A simple example is below. I've seen the eval/parse solution, but it seems like that makes code chunks unreadable. Is there a better/cleaner/shorter way to do this?

column.names <- c("group1", "group2") #two column names I want to be able to toggle between for grouping
select.column <- group.options[1] #Select the column for grouping

DataTable.summary <- 
  DataTable %>% 
  group_by(select.column) %>% #How do I pass that selection in here? 
  summarize(avg.price = mean(SALES.PRICE))
xhr489
  • 1,957
  • 13
  • 39
  • 1
    First, you need to make this reproducible: `Error in eval(lhs, parent, parent) : object 'city.filtered' not found`. It's also unclear what you mean by "group1" being some sort of selection. Generally a selection criterion will be a logical result. – IRTFM Feb 24 '19 at 20:05
  • It is not so simple creating function with dplyr. You need to read about these things: tidyeval, rlang, !! operator, enquo...But it is a good question. Try updating your tags with some of the things I have written. – xhr489 Feb 24 '19 at 20:05
  • This link explains everything [link](https://dplyr.tidyverse.org/articles/programming.html#quoting). Go to the section with Quoting to see an example. – xhr489 Feb 24 '19 at 20:18
  • 1
    Also this question might be helpful: https://stackoverflow.com/questions/50011988/supplying-multiple-groups-of-variables-to-a-function-for-dplyr-arguments-in-the – Mikko Feb 24 '19 at 21:39
  • This might be useful too https://stackoverflow.com/a/49470372/786542 – Tung Feb 24 '19 at 23:45

3 Answers3

4

Well this is just a copy-paste from the tidyverse website: link:(https://dplyr.tidyverse.org/articles/programming.html#programming-recipes).
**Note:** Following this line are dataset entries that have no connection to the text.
//! Runtime argument model
//!
//! Compiled kernels are called with these: typed scalars, dense N-dimensional
//! buffers with an element type, and objects carrying named attributes.

use std::collections::BTreeMap;

use crate::types::ScalarType;

/// A number as held by a scalar or a buffer element
#[derive(Debug, Clone, Copy, PartialEq)]
pub enum Number {
    Int(i64),
    Float(f64),
}

impl Number {
    pub fn as_f64(self) -> f64 {
        match self {
            Number::Int(n) => n as f64,
            Number::Float(x) => x,
        }
    }

    pub fn as_i64(self) -> i64 {
        match self {
            Number::Int(n) => n,
            Number::Float(x) => x as i64,
        }
    }
}

/// A scalar that knows its runtime type
#[derive(Debug, Clone, Copy, PartialEq)]
pub struct Scalar {
    pub ty: ScalarType,
    pub number: Number,
}

/// Dense row-major buffer
#[derive(Debug, Clone, PartialEq)]
pub struct Array {
    pub dtype: ScalarType,
    pub shape: Vec<usize>,
    pub data: Vec<f64>,
}

impl Array {
    pub fn zeros(dtype: ScalarType, shape: &[usize]) -> Self {
        let len = shape.iter().product();
        Self {
            dtype,
            shape: shape.to_vec(),
            data: vec![0.0; len],
        }
    }

    pub fn from_vec(dtype: ScalarType, data: Vec<f64>) -> Self {
        Self {
            dtype,
            shape: vec![data.len()],
            data,
        }
    }

    /// `0, 1, ..., n - 1` scaled by `step`
    pub fn arange(dtype: ScalarType, n: usize, step: f64) -> Self {
        Self::from_vec(dtype, (0..n).map(|i| i as f64 * step).collect())
    }

    pub fn ndim(&self) -> usize {
        self.shape.len()
    }

    pub fn len(&self) -> usize {
        self.data.len()
    }

    pub fn is_empty(&self) -> bool {
        self.data.is_empty()
    }
}

/// An object with attributes, used for `self` and struct-like arguments
#[derive(Debug, Clone, Default, PartialEq)]
pub struct Object {
    pub fields: BTreeMap<String, Value>,
}

impl Object {
    pub fn new() -> Self {
        Self::default()
    }

    pub fn with(mut self, name: &str, value: Value) -> Self {
        self.fields.insert(name.to_string(), value);
        self
    }

    pub fn field(&self, name: &str) -> Option<&Value> {
        self.fields.get(name)
    }
}

#[derive(Debug, Clone, Default, PartialEq)]
pub enum Value {
    #[default]
    None,
    Scalar(Scalar),
    Array(Array),
    Object(Object),
}

impl Value {
    /// A plain host integer
    pub fn int(n: i64) -> Self {
        Value::Scalar(Scalar {
            ty: ScalarType::Int,
            number: Number::Int(n),
        })
    }

    /// A plain host float
    pub fn float(x: f64) -> Self {
        Value::Scalar(Scalar {
            ty: ScalarType::Float,
            number: Number::Float(x),
        })
    }

    pub fn typed(ty: ScalarType, x: f64) -> Self {
        let number = if ty.is_float() {
            Number::Float(x)
        } else {
            Number::Int(x as i64)
        };
        Value::Scalar(Scalar { ty, number })
    }

    pub fn as_number(&self) -> Option<Number> {
        match self {
            Value::Scalar(s) => Some(s.number),
            _ => None,
        }
    }

    pub fn as_array(&self) -> Option<&Array> {
        match self {
            Value::Array(a) => Some(a),
            _ => None,
        }
    }

    pub fn as_array_mut(&mut self) -> Option<&mut Array> {
        match self {
            Value::Array(a) => Some(a),
            _ => None,
        }
    }

    pub fn as_object(&self) -> Option<&Object> {
        match self {
            Value::Object(o) => Some(o),
            _ => None,
        }
    }

    pub fn kind(&self) -> &'static str {
        match self {
            Value::None => "None",
            Value::Scalar(_) => "scalar",
            Value::Array(_) => "ndarray",
            Value::Object(_) => "object",
        }
    }
}

impl From<Array> for Value {
    fn from(a: Array) -> Self {
        Value::Array(a)
    }
}

impl From<Object> for Value {
    fn from(o: Object) -> Self {
        Value::Object(o)
    }
}

#[cfg(test)]
mod tests {
    use super::*;

    #[test]
    fn test_typed_scalar() {
        let v = Value::typed(ScalarType::Int8, 10.7);
        assert_eq!(v.as_number(), Some(Number::Int(10)));
        let v = Value::typed(ScalarType::Float32, 1.5);
        assert_eq!(v.as_number(), Some(Number::Float(1.5)));
    }

    #[test]
    fn test_array_shape() {
        let a = Array::zeros(ScalarType::Float32, &[2, 3]);
        assert_eq!(a.ndim(), 2);
        assert_eq!(a.len(), 6);
        let b = Array::arange(ScalarType::Int32, 4, 2.0);
        assert_eq!(b.data, vec![0.0, 2.0, 4.0, 6.0]);
    }
}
my_summarise <- function(df, group_var) {
  group_var <- enquo(group_var)
  print(group_var)
  df %>%
    group_by(!! group_var) %>%
    summarise(a = mean(a))
}
my_summarise(df, g1)
#> <quosure>
#> expr: ^g1
#> env:  global
#> # A tibble: 2 x 2
#>      g1     a
#>   <dbl> <dbl>
#> 1     1  2.5 
#> 2     2  3.33

But I think i illustrates your problem. I think what you really want to do is like the code above, i.e. create a function.

xhr489
  • 1,957
  • 13
  • 39
4

You can use the group_by_ function for the example in your question:

library(dplyr)

x <- data.frame(group1 = letters[1:4], group2 = LETTERS[1:4], value = 1:4)
select.colums <- c("group1", "group2")

x %>% group_by_(select.colums[2]) %>% summarize(avg = mean(value))
# A tibble: 4 x 2
#  group2   avg
#  <fct>  <dbl>
# 1 A          1
# 2 B          2
# 3 C          3
# 4 D          4

The *_ family functions in dplyr might also offer a more general solution you are after, although the dplyr documentation says they are deprecated (?group_by_) and might disappear at some point. An analogous expression to the above solution using the tidy evaluation syntax seems to be:

x %>% group_by(!!sym(select.colums[2])) %>% summarize(avg = mean(value))

And for several columns:

x %>% group_by(!!!syms(select.colums)) %>% summarize(avg = mean(value))

This creates a symbol out of a string that is evaluated by dplyr.

Mikko
  • 7,530
  • 8
  • 55
  • 92
2

I recommend using group_by_at(). It supports both single strings or character vectors:

nms <- c("cyl", "am")

mtcars %>% group_by_at(nms)
Lionel Henry
  • 6,652
  • 27
  • 33